Posted: **Thu Dec 19, 2013 10:25 pm**

// safe write to peripheral
void bcm2835_peri_write(volatile uint32_t* paddr, uint32_t value)
{
    if (debug)
    {
	printf("bcm2835_peri_write paddr %08X, value %08X\n", paddr, value);
    }
    else
    {
	// Make sure we dont rely on the first write, which may get
	// lost if the previous access was to a different peripheral.
	*paddr = value;
	*paddr = value;
    }
}

The above code doesn't make sense. Writing to the same location will give a safe write?
Different peripheral would have a different padder or memory mapped address. For a given a padder there's only a unique peripheral it's addressing.

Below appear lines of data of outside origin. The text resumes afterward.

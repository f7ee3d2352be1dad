//! # CLI Configuration
//!
//! ## Configuration Sources
//! ```text
//! ┌─────────────────────────────────────────────────────────────────────────┐
//! │                    Configuration Priority                               │
//! │                                                                         │
//! │  1. Command line flags (highest priority)                              │
//! │     --db ./shop.db                                                     │
//! │                                                                         │
//! │  2. Environment Variables                                              │
//! │     COSTWISE_DB_PATH=./shop.db                                         │
//! │     COSTWISE_CURRENCY_SYMBOL=€                                         │
//! │     COSTWISE_CURRENCY_DECIMALS=2                                       │
//! │     COSTWISE_LOG=costwise=debug                                        │
//! │                                                                         │
//! │  3. TOML Config File (--config, or the platform config dir)            │
//! │     ~/.config/costwise/costwise.toml (Linux)                           │
//! │     ~/Library/Application Support/com.costwise.costwise/... (macOS)    │
//! │                                                                         │
//! │  4. Default Values (lowest priority)                                   │
//! └─────────────────────────────────────────────────────────────────────────┘
//! ```
//!
//! ## Configuration File Format
//! ```toml
//! database_path = "/home/me/costwise/shop.db"
//! currency_symbol = "€"
//! currency_decimals = 2
//! log_filter = "warn,costwise=info"
//! ```

use serde::{Deserialize, Serialize};
use std::path::{Path, PathBuf};
use thiserror::Error;
use tracing::{debug, info, warn};

use costwise_core::Money;

const CONFIG_FILE_NAME: &str = "costwise.toml";
const DATABASE_FILE_NAME: &str = "costwise.db";

/// Upper bound for `currency_decimals`.
const MAX_CURRENCY_DECIMALS: usize = 6;

#[derive(Debug, Error)]
pub enum ConfigError {
    #[error("Cannot read config file {path}: {source}")]
    Io {
        path: PathBuf,
        #[source]
        source: std::io::Error,
    },

    #[error("Invalid config file: {0}")]
    Parse(#[from] toml::de::Error),

    #[error("Invalid configuration: {0}")]
    Invalid(String),
}

/// Settings shared by every command.
#[derive(Debug, Clone, PartialEq, Serialize, Deserialize)]
#[serde(default)]
pub struct AppConfig {
    /// SQLite file holding the catalogue.
    pub database_path: PathBuf,

    /// Symbol printed in front of every amount.
    pub currency_symbol: String,

    /// Decimals printed for amounts. Results are never rounded, only printed.
    pub currency_decimals: usize,

    /// `EnvFilter` directives. `RUST_LOG` still wins when set.
    pub log_filter: Option<String>,
}

impl Default for AppConfig {
    fn default() -> Self {
        AppConfig {
            database_path: default_database_path(),
            currency_symbol: "$".to_string(),
            currency_decimals: 2,
            log_filter: None,
        }
    }
}

fn project_dirs() -> Option<directories::ProjectDirs> {
    directories::ProjectDirs::from("com", "costwise", "costwise")
}

fn default_database_path() -> PathBuf {
    project_dirs()
        .map(|dirs| dirs.data_dir().join(DATABASE_FILE_NAME))
        .unwrap_or_else(|| PathBuf::from(DATABASE_FILE_NAME))
}

impl AppConfig {
    /// Loads configuration from file, environment, and defaults.
    ///
    /// ## Load Order (later overrides earlier)
    /// 1. Default values
    /// 2. Config file (an explicit path must exist, the default one may not)
    /// 3. Environment variables
    pub fn load(config_path: Option<PathBuf>) -> Result<Self, ConfigError> {
        let explicit = config_path.is_some();
        let mut config = Self::default();

        if let Some(path) = config_path.or_else(Self::default_config_path) {
            if path.exists() || explicit {
                info!(?path, "Loading config from file");
                config = Self::from_file(&path)?;
            } else {
                debug!(?path, "Config file not found, using defaults");
            }
        }

        config.apply_overrides(|key| std::env::var(key).ok());
        config.validate()?;

        Ok(config)
    }

    fn from_file(path: &Path) -> Result<Self, ConfigError> {
        let contents = std::fs::read_to_string(path).map_err(|source| ConfigError::Io {
            path: path.to_path_buf(),
            source,
        })?;
        Ok(toml::from_str(&contents)?)
    }

    /// Applies `COSTWISE_*` overrides read through `lookup`.
    fn apply_overrides(&mut self, lookup: impl Fn(&str) -> Option<String>) {
        if let Some(path) = lookup("COSTWISE_DB_PATH") {
            debug!(path = %path, "Overriding database path from environment");
            self.database_path = PathBuf::from(path);
        }

        if let Some(symbol) = lookup("COSTWISE_CURRENCY_SYMBOL") {
            self.currency_symbol = symbol;
        }

        if let Some(decimals) = lookup("COSTWISE_CURRENCY_DECIMALS") {
            match decimals.parse::<usize>() {
                Ok(d) => self.currency_decimals = d,
                Err(_) => warn!(value = %decimals, "Ignoring invalid COSTWISE_CURRENCY_DECIMALS"),
            }
        }

        if let Some(filter) = lookup("COSTWISE_LOG") {
            self.log_filter = Some(filter);
        }
    }

    /// Applies the `--db` flag.
    pub fn with_database_path(mut self, path: Option<PathBuf>) -> Self {
        if let Some(path) = path {
            self.database_path = path;
        }
        self
    }

    pub fn validate(&self) -> Result<(), ConfigError> {
        if self.database_path.as_os_str().is_empty() {
            return Err(ConfigError::Invalid("database_path must not be empty".into()));
        }

        if self.currency_decimals > MAX_CURRENCY_DECIMALS {
            return Err(ConfigError::Invalid(format!(
                "currency_decimals must be at most {}, got {}",
                MAX_CURRENCY_DECIMALS, self.currency_decimals
            )));
        }

        Ok(())
    }

    fn default_config_path() -> Option<PathBuf> {
        project_dirs().map(|dirs| dirs.config_dir().join(CONFIG_FILE_NAME))
    }

    /// Formats an amount with the configured currency.
    pub fn money(&self, amount: Money) -> String {
        amount.format_with(&self.currency_symbol, self.currency_decimals)
    }
}

#[cfg(test)]
mod tests {
    use super::*;
    use std::collections::HashMap;
    use std::io::Write;

    fn env(pairs: &[(&str, &str)]) -> HashMap<String, String> {
        pairs
            .iter()
            .map(|(k, v)| (k.to_string(), v.to_string()))
            .collect()
    }

    #[test]
    fn test_default_config() {
        let config = AppConfig::default();
        assert_eq!(config.currency_symbol, "$");
        assert_eq!(config.currency_decimals, 2);
        assert!(config.database_path.ends_with(DATABASE_FILE_NAME));
        assert!(config.validate().is_ok());
    }

    #[test]
    fn test_load_from_explicit_file() {
        let mut file = tempfile::NamedTempFile::new().unwrap();
        writeln!(file, "database_path = \"/tmp/shop.db\"").unwrap();
        writeln!(file, "currency_symbol = \"€\"").unwrap();

        let config = AppConfig::from_file(file.path()).unwrap();
        assert_eq!(config.database_path, PathBuf::from("/tmp/shop.db"));
        assert_eq!(config.currency_symbol, "€");
        // Missing keys keep their defaults
        assert_eq!(config.currency_decimals, 2);
    }

    #[test]
    fn test_missing_explicit_file_is_an_error() {
        let dir = tempfile::tempdir().unwrap();
        let result = AppConfig::load(Some(dir.path().join("nope.toml")));
        assert!(matches!(result, Err(ConfigError::Io { .. })));
    }

    #[test]
    fn test_malformed_file() {
        let mut file = tempfile::NamedTempFile::new().unwrap();
        writeln!(file, "currency_decimals = \"two\"").unwrap();

        assert!(matches!(
            AppConfig::from_file(file.path()),
            Err(ConfigError::Parse(_))
        ));
    }

    #[test]
    fn test_overrides() {
        let vars = env(&[
            ("COSTWISE_DB_PATH", "/data/costwise.db"),
            ("COSTWISE_CURRENCY_SYMBOL", "£"),
            ("COSTWISE_CURRENCY_DECIMALS", "3"),
            ("COSTWISE_LOG", "costwise=trace"),
        ]);

        let mut config = AppConfig::default();
        config.apply_overrides(|key| vars.get(key).cloned());

        assert_eq!(config.database_path, PathBuf::from("/data/costwise.db"));
        assert_eq!(config.currency_symbol, "£");
        assert_eq!(config.currency_decimals, 3);
        assert_eq!(config.log_filter.as_deref(), Some("costwise=trace"));

        let config = config.with_database_path(Some(PathBuf::from("./flag.db")));
        assert_eq!(config.database_path, PathBuf::from("./flag.db"));
    }

    #[test]
    fn test_invalid_decimals_override_is_ignored() {
        let vars = env(&[("COSTWISE_CURRENCY_DECIMALS", "lots")]);
        let mut config = AppConfig::default();
        config.apply_overrides(|key| vars.get(key).cloned());
        assert_eq!(config.currency_decimals, 2);
    }

    #[test]
    fn test_validation() {
        let mut config = AppConfig::default();
        config.currency_decimals = 9;
        assert!(matches!(config.validate(), Err(ConfigError::Invalid(_))));

        config.currency_decimals = 0;
        config.database_path = PathBuf::new();
        assert!(config.validate().is_err());
    }

    #[test]
    fn test_money_formatting() {
        let mut config = AppConfig::default();
        assert_eq!(config.money(Money::new(35.2625)), "$35.26");

        config.currency_symbol = "€".to_string();
        config.currency_decimals = 4;
        assert_eq!(config.money(Money::new(35.2625)), "€35.2625");
    }
}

// safe read from peripheral

Code: Select all

uint32_t bcm2835_peri_read(volatile uint32_t* paddr)
{
    if (debug)
    {
	printf("bcm2835_peri_read  paddr %08X\n", paddr);
	return 0;
    }
    else
    {
	// Make sure we dont return the _last_ read which might get lost
	// if subsequent code changes to a differnt peripheral
	uint32_t ret = *paddr;
	uint32_t dummy = *paddr;
	return ret;
}
    }

Safe read, I don't get it either. first read gives to ret and return from ret. Doing a second read to dummy would help or affect that? how?

Posted: **Thu Dec 19, 2013 10:44 pm**

Some times it's easiest just to accept statements at there face value.

Broadcom have some odd buses.

1.3 Peripheral access precautions for correct memory ordering

The BCM2835 system uses an AMBA AXI-compatible interface structure. In order to keep
the system complexity low and data throughput high, the BCM2835 AXI system does not
always return read data in-order2. The GPU has special logic to cope with data arriving out-
of-order; however the ARM core does not contain such logic. Therefore some precautions
must be taken when using the ARM to access peripherals.

Accesses to the same peripheral will always arrive and return in-order. It is only when
switching from one peripheral to another that data can arrive out-of-order. The simplest way
to make sure that data is processed in-order is to place a memory barrier instruction at critical
positions in the code. You should place:

A memory write barrier before the first write to a peripheral.
A memory read barrier after the last read of a peripheral.

It is not required to put a memory barrier instruction after each read or write access. Only at
those places in the code where it is possible that a peripheral read or write may be followed
by a read or write of a different peripheral. This is normally at the entry and exit points of the
peripheral service code.

As interrupts can appear anywhere in the code so you should safeguard those. If an interrupt
routine reads from a peripheral the routine should start with a memory read barrier. If an
interrupt routine writes to a peripheral the routine should end with a memory write barrier.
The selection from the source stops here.